EthNoise!

The Music, Language, and Culture Workshop

Thursday 21 November – Jessica Roda, Ph.D (postdoctoral researcher – Canadian Research Chair of Urban Heritage – UQAM)

Dear All,

Please join us and our guest speaker for this fascinating paper

4.30pm-6.00

GOH 205

Refreshments provided!

 

“Patrimonialization as a mean for identity building: the experience of Judeo-Spanish musical practice”

Abstract

In any process of constructing a nation, understood as the nation-state or as imagined communities (Anderson 2006), the patrimonialization of objects andor practices is indispensable. patrimonialization helps the community to support the construction of its national identity by establishing clearly recognizable elements, such as symbols, history, music, language, etc. Thus, it is a process of making an inventory of the society, selecting, materializing, and finally institutionalizing these objects and practices to transform them into patrimony, which then become the carrier of national identity.

At the beginning of the 20th century, during the Ottoman Empire crisis, the Jews of the region, mainly Judeo-Spanish, began to construct an identity in order to singularize themselves from the future national majority, a process for which patrimonialization was a central tool. Proverbs, beliefs, history, and musical practices were patrimonialized and identified as representative of the Judeo-Spanish identity. In the case of musical practices, the music became a dominating identity flag that survives until today, visible on several international stages. How was such a process effectuated?  How and why did the music acquire such a prestigious position?

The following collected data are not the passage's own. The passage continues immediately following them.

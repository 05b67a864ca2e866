//! The epoch façade over a [`Pipeline`].
//!
//! [`Infinite`] chains a source, any number of transform stages, the batch
//! [`Stacker`](crate::Stacker), and a combiner into exactly one pipeline, and
//! hands out bounded epochs of batches from it:
//!
//! ```no_run
//! use ironbatch::{Infinite, StageSpec};
//!
//! # fn main() -> anyhow::Result<()> {
//! let mut loader = Infinite::builder((0u64..).cycle())
//!     .map(|x: u64| Ok(x as f32 / 10.0))
//!     .threads(StageSpec::new(4, 8)?, |x: f32| Ok((x, x * x)))
//!     .batch(32, |chunk: Vec<(f32, f32)>| Ok(ironbatch::combine_batches(chunk)))
//!     .batches_per_epoch(100)
//!     .buffer_size(4)
//!     .build()?;
//!
//! for _ in 0..3 {
//!     for batch in loader.epoch()? {
//!         let (xs, squares) = batch?;
//!         assert_eq!(xs.len(), squares.len());
//!     }
//! }
//! loader.close();
//! # Ok(())
//! # }
//! ```
//!
//! The pipeline starts on the first [`Infinite::epoch`] call (or an explicit
//! [`Infinite::enter`]) and is reused afterwards, so every epoch continues
//! from the next unconsumed source item. [`Infinite::close`] tears it down;
//! dropping the loader does the same.

use crate::error::{PipelineError, Result};
use crate::item::unbox_item;
use crate::metrics::PipelineStats;
use crate::pipeline::{Pipeline, PipelineState};
use crate::stacker::{BatchSize, stacker_stage};
use crate::stage::{Inputs, Stage, StageSpec};
use serde::{Deserialize, Serialize};
use std::fmt;
use std::marker::PhantomData;
use tracing::debug;

#[cfg(feature = "process")]
use crate::process::WorkerCommand;
#[cfg(feature = "process")]
use serde::de::DeserializeOwned;

/// Scalar loader settings, loadable from JSON.
#[derive(Clone, Copy, Debug, PartialEq, Eq, Serialize, Deserialize)]
pub struct LoaderConfig {
    pub batches_per_epoch: usize,
    /// Buffer capacity for stages built without an explicit [`StageSpec`].
    #[serde(default = "default_buffer_size")]
    pub buffer_size: usize,
}

fn default_buffer_size() -> usize {
    1
}

impl LoaderConfig {
    pub fn new(batches_per_epoch: usize) -> Self {
        Self {
            batches_per_epoch,
            buffer_size: default_buffer_size(),
        }
    }

    pub fn from_json(json: &str) -> Result<Self> {
        serde_json::from_str(json)
            .map_err(|e| PipelineError::Config(format!("invalid loader config: {e}")))
    }
}

/// A stage whose buffer capacity is only known once the loader is built.
type DeferredStage = Box<dyn FnOnce(usize) -> Result<Stage>>;

/// Collects the transform stages of an [`Infinite`] loader. `T` is the item
/// type produced by the last stage so far.
pub struct InfiniteBuilder<T> {
    source: Stage,
    stages: Vec<DeferredStage>,
    buffer_size: usize,
    _t: PhantomData<fn() -> T>,
}

impl<T: Send + 'static> InfiniteBuilder<T> {
    fn then<O>(mut self, stage: DeferredStage) -> InfiniteBuilder<O> {
        self.stages.push(stage);
        InfiniteBuilder {
            source: self.source,
            stages: self.stages,
            buffer_size: self.buffer_size,
            _t: PhantomData,
        }
    }

    /// A one-worker thread stage with the loader's buffer size.
    pub fn map<O, F>(self, f: F) -> InfiniteBuilder<O>
    where
        O: Send + 'static,
        F: Fn(T) -> anyhow::Result<O> + Send + Sync + 'static,
    {
        self.then(Box::new(move |buffer: usize| {
            Ok(Stage::threads(StageSpec::single(buffer)?, f))
        }))
    }

    /// A thread-pool stage with its own worker count and buffer capacity.
    pub fn threads<O, F>(self, spec: StageSpec, f: F) -> InfiniteBuilder<O>
    where
        O: Send + 'static,
        F: Fn(T) -> anyhow::Result<O> + Send + Sync + 'static,
    {
        let stage = Stage::threads(spec, f);
        self.then(Box::new(move |_: usize| Ok(stage)))
    }

    /// A sequential generator stage over the whole item stream.
    pub fn sequential<O, F, It>(self, f: F) -> InfiniteBuilder<O>
    where
        O: Send + 'static,
        F: FnOnce(Inputs<T>) -> It + Send + 'static,
        It: Iterator<Item = O> + 'static,
    {
        self.then(Box::new(move |buffer: usize| Stage::sequential(buffer, f)))
    }

    /// Like [`sequential`](Self::sequential), for generators that can fail.
    pub fn try_sequential<O, F, It>(self, f: F) -> InfiniteBuilder<O>
    where
        O: Send + 'static,
        F: FnOnce(Inputs<T>) -> It + Send + 'static,
        It: Iterator<Item = anyhow::Result<O>> + 'static,
    {
        self.then(Box::new(move |buffer: usize| Stage::try_sequential(buffer, f)))
    }

    /// A process-pool stage running `command` in each worker.
    #[cfg(feature = "process")]
    pub fn processes<O>(self, spec: StageSpec, command: WorkerCommand) -> InfiniteBuilder<O>
    where
        T: Serialize,
        O: DeserializeOwned + Send + 'static,
    {
        let stage = Stage::processes::<T, O>(spec, command);
        self.then(Box::new(move |_: usize| Ok(stage)))
    }

    /// Name the most recently added stage (or the source).
    pub fn named(mut self, name: impl Into<String>) -> Self {
        let name = name.into();
        match self.stages.pop() {
            Some(last) => self
                .stages
                .push(Box::new(move |buffer: usize| last(buffer).map(|s| s.named(name)))),
            None => self.source = self.source.named(name),
        }
        self
    }

    /// Buffer capacity of every stage built without an explicit spec.
    pub fn buffer_size(mut self, buffer_size: usize) -> Self {
        self.buffer_size = buffer_size;
        self
    }

    /// Close the chain with chunks of `batch_size` items and a combiner.
    pub fn batch<B, F>(self, batch_size: usize, combiner: F) -> BatchedBuilder<B>
    where
        B: Send + 'static,
        F: Fn(Vec<T>) -> anyhow::Result<B> + Send + Sync + 'static,
    {
        self.batch_with(BatchSize::Fixed(batch_size), combiner)
    }

    /// Close the chain with the stacker and a combiner.
    ///
    /// The stacker groups items into chunks per `batch_size`; the combiner
    /// turns each chunk into a batch on its own one-worker thread stage.
    pub fn batch_with<B, F>(mut self, batch_size: BatchSize<T>, combiner: F) -> BatchedBuilder<B>
    where
        B: Send + 'static,
        F: Fn(Vec<T>) -> anyhow::Result<B> + Send + Sync + 'static,
    {
        self.stages
            .push(Box::new(move |buffer: usize| stacker_stage(batch_size, buffer)));
        self.stages.push(Box::new(move |buffer: usize| {
            Ok(Stage::threads(StageSpec::single(buffer)?, combiner).named("combiner"))
        }));
        BatchedBuilder {
            source: self.source,
            stages: self.stages,
            buffer_size: self.buffer_size,
            batches_per_epoch: None,
            _b: PhantomData,
        }
    }
}

/// The last step before [`build`](BatchedBuilder::build): stages are fixed,
/// only scalar settings remain.
pub struct BatchedBuilder<B> {
    source: Stage,
    stages: Vec<DeferredStage>,
    buffer_size: usize,
    batches_per_epoch: Option<usize>,
    _b: PhantomData<fn() -> B>,
}

impl<B: Send + 'static> BatchedBuilder<B> {
    pub fn batches_per_epoch(mut self, n: usize) -> Self {
        self.batches_per_epoch = Some(n);
        self
    }

    pub fn buffer_size(mut self, buffer_size: usize) -> Self {
        self.buffer_size = buffer_size;
        self
    }

    pub fn config(self, config: LoaderConfig) -> Self {
        self.batches_per_epoch(config.batches_per_epoch)
            .buffer_size(config.buffer_size)
    }

    /// Validate every setting and build the (Idle) pipeline.
    pub fn build(self) -> Result<Infinite<B>> {
        let batches_per_epoch = match self.batches_per_epoch {
            None => {
                return Err(PipelineError::Config(
                    "batches_per_epoch must be set".to_string(),
                ));
            }
            Some(0) => {
                return Err(PipelineError::Config(
                    "batches_per_epoch must be greater than zero".to_string(),
                ));
            }
            Some(n) => n,
        };
        if self.buffer_size == 0 {
            return Err(PipelineError::Config(
                "buffer_size must be at least 1".to_string(),
            ));
        }

        let mut stages = Vec::with_capacity(self.stages.len() + 1);
        stages.push(self.source);
        for stage in self.stages {
            stages.push(stage(self.buffer_size)?);
        }
        Ok(Infinite {
            pipeline: Pipeline::new(stages)?,
            batches_per_epoch,
            epochs: 0,
            closed: false,
            _b: PhantomData,
        })
    }
}

/// A restartable source of bounded epochs of batches of type `B`.
pub struct Infinite<B> {
    pipeline: Pipeline,
    batches_per_epoch: usize,
    epochs: usize,
    closed: bool,
    _b: PhantomData<fn() -> B>,
}

impl Infinite<()> {
    /// Start describing a loader drawing from `source`, which may be infinite.
    pub fn builder<S>(source: S) -> InfiniteBuilder<S::Item>
    where
        S: IntoIterator,
        S::IntoIter: Send + 'static,
        S::Item: Send + 'static,
    {
        InfiniteBuilder {
            source: Stage::source(source).named("source"),
            stages: Vec::new(),
            buffer_size: default_buffer_size(),
            _t: PhantomData,
        }
    }
}

impl<B: Send + 'static> Infinite<B> {
    /// Start the pipeline now instead of on the first epoch.
    pub fn enter(&mut self) -> Result<()> {
        self.ensure_open()?;
        self.pipeline.enter()
    }

    /// Tear the pipeline down. Idempotent; a closed loader stays closed even
    /// if it was never started.
    pub fn close(&mut self) {
        self.closed = true;
        self.pipeline.exit();
    }

    fn ensure_open(&self) -> Result<()> {
        if self.closed || self.pipeline.state() == PipelineState::Closed {
            return Err(PipelineError::Lifecycle("loader is closed".to_string()));
        }
        Ok(())
    }

    /// Enter, run `f`, and close on every path out of `f`.
    pub fn scope<R>(mut self, f: impl FnOnce(&mut Self) -> Result<R>) -> Result<R> {
        self.enter()?;
        let out = f(&mut self);
        self.close();
        out
    }

    /// The next `batches_per_epoch` batches.
    ///
    /// Starts the pipeline on first use. Each call picks up where the previous
    /// epoch stopped. Fails with [`PipelineError::Lifecycle`] once the loader
    /// is closed, including after a worker failure has been returned.
    pub fn epoch(&mut self) -> Result<Epoch<'_, B>> {
        self.ensure_open()?;
        if self.pipeline.state() == PipelineState::Idle {
            self.pipeline.enter()?;
        }
        self.epochs += 1;
        debug!(epoch = self.epochs, batches = self.batches_per_epoch, "starting epoch");
        Ok(Epoch {
            pipeline: &mut self.pipeline,
            remaining: self.batches_per_epoch,
            done: false,
            _b: PhantomData,
        })
    }

    pub fn is_active(&self) -> bool {
        self.pipeline.is_active()
    }

    pub fn batches_per_epoch(&self) -> usize {
        self.batches_per_epoch
    }

    /// Number of epochs handed out so far.
    pub fn epochs(&self) -> usize {
        self.epochs
    }

    pub fn stats(&self) -> PipelineStats {
        self.pipeline.stats()
    }

    pub fn pipeline(&self) -> &Pipeline {
        &self.pipeline
    }
}

impl<B> Drop for Infinite<B> {
    fn drop(&mut self) {
        self.pipeline.exit();
    }
}

impl<B> fmt::Debug for Infinite<B> {
    fn fmt(&self, f: &mut fmt::Formatter<'_>) -> fmt::Result {
        f.debug_struct("Infinite")
            .field("batches_per_epoch", &self.batches_per_epoch)
            .field("epochs", &self.epochs)
            .field("closed", &self.closed)
            .field("pipeline", &self.pipeline)
            .finish()
    }
}

/// One epoch: at most `batches_per_epoch` batches, fewer if a finite source
/// runs dry. Ends after the first error.
pub struct Epoch<'a, B> {
    pipeline: &'a mut Pipeline,
    remaining: usize,
    done: bool,
    _b: PhantomData<fn() -> B>,
}

impl<B: Send + 'static> Iterator for Epoch<'_, B> {
    type Item = Result<B>;

    fn next(&mut self) -> Option<Result<B>> {
        if self.done || self.remaining == 0 {
            return None;
        }
        match self.pipeline.next_item() {
            None => {
                self.done = true;
                None
            }
            Some(Ok(item)) => {
                self.remaining -= 1;
                let batch = unbox_item::<B>("consumer", item);
                if batch.is_err() {
                    self.done = true;
                    self.pipeline.exit();
                }
                Some(batch)
            }
            Some(Err(e)) => {
                self.done = true;
                Some(Err(e))
            }
        }
    }

    fn size_hint(&self) -> (usize, Option<usize>) {
        if self.done {
            (0, Some(0))
        } else {
            (0, Some(self.remaining))
        }
    }
}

In this communication, I will highlight the means developed by the Judeo-Spanish to constitute their musical heritage that will identify the Judeo-Spanish identity. In other words, I am proposing a track response to the problem of the definition of this music and the way it was established. From this historic glance, I will emphasize the current contextual significance of the process, which is marked by the considerable rise of “world music” on an international scale.

Biography

Jessica Roda received her Ph.D in Ethnomusicology from the Université de Montréal and in Musicology from the Université Paris-Sorbonne (2012). As anthropologist and ethnomusicologist specialized in Jewish culture, her dissertation concerns the construction of Judeo-Spanish musical heritage in France. She currently part-time instructor at the department of urban and tourism studies (UQAM), and is a postdoctoral researcher with the Canada Research Chair on Urban Heritage (UQAM) where she works on the representation of Jewishness in Montreal’s public space. Roda is also the French review editor of the Canadian peer-reviewed journal MUSICultures. She is an active member of several societies, publishes regularly in academic journals and collected works, and participates in conferences in academic, cultural, and popular circles.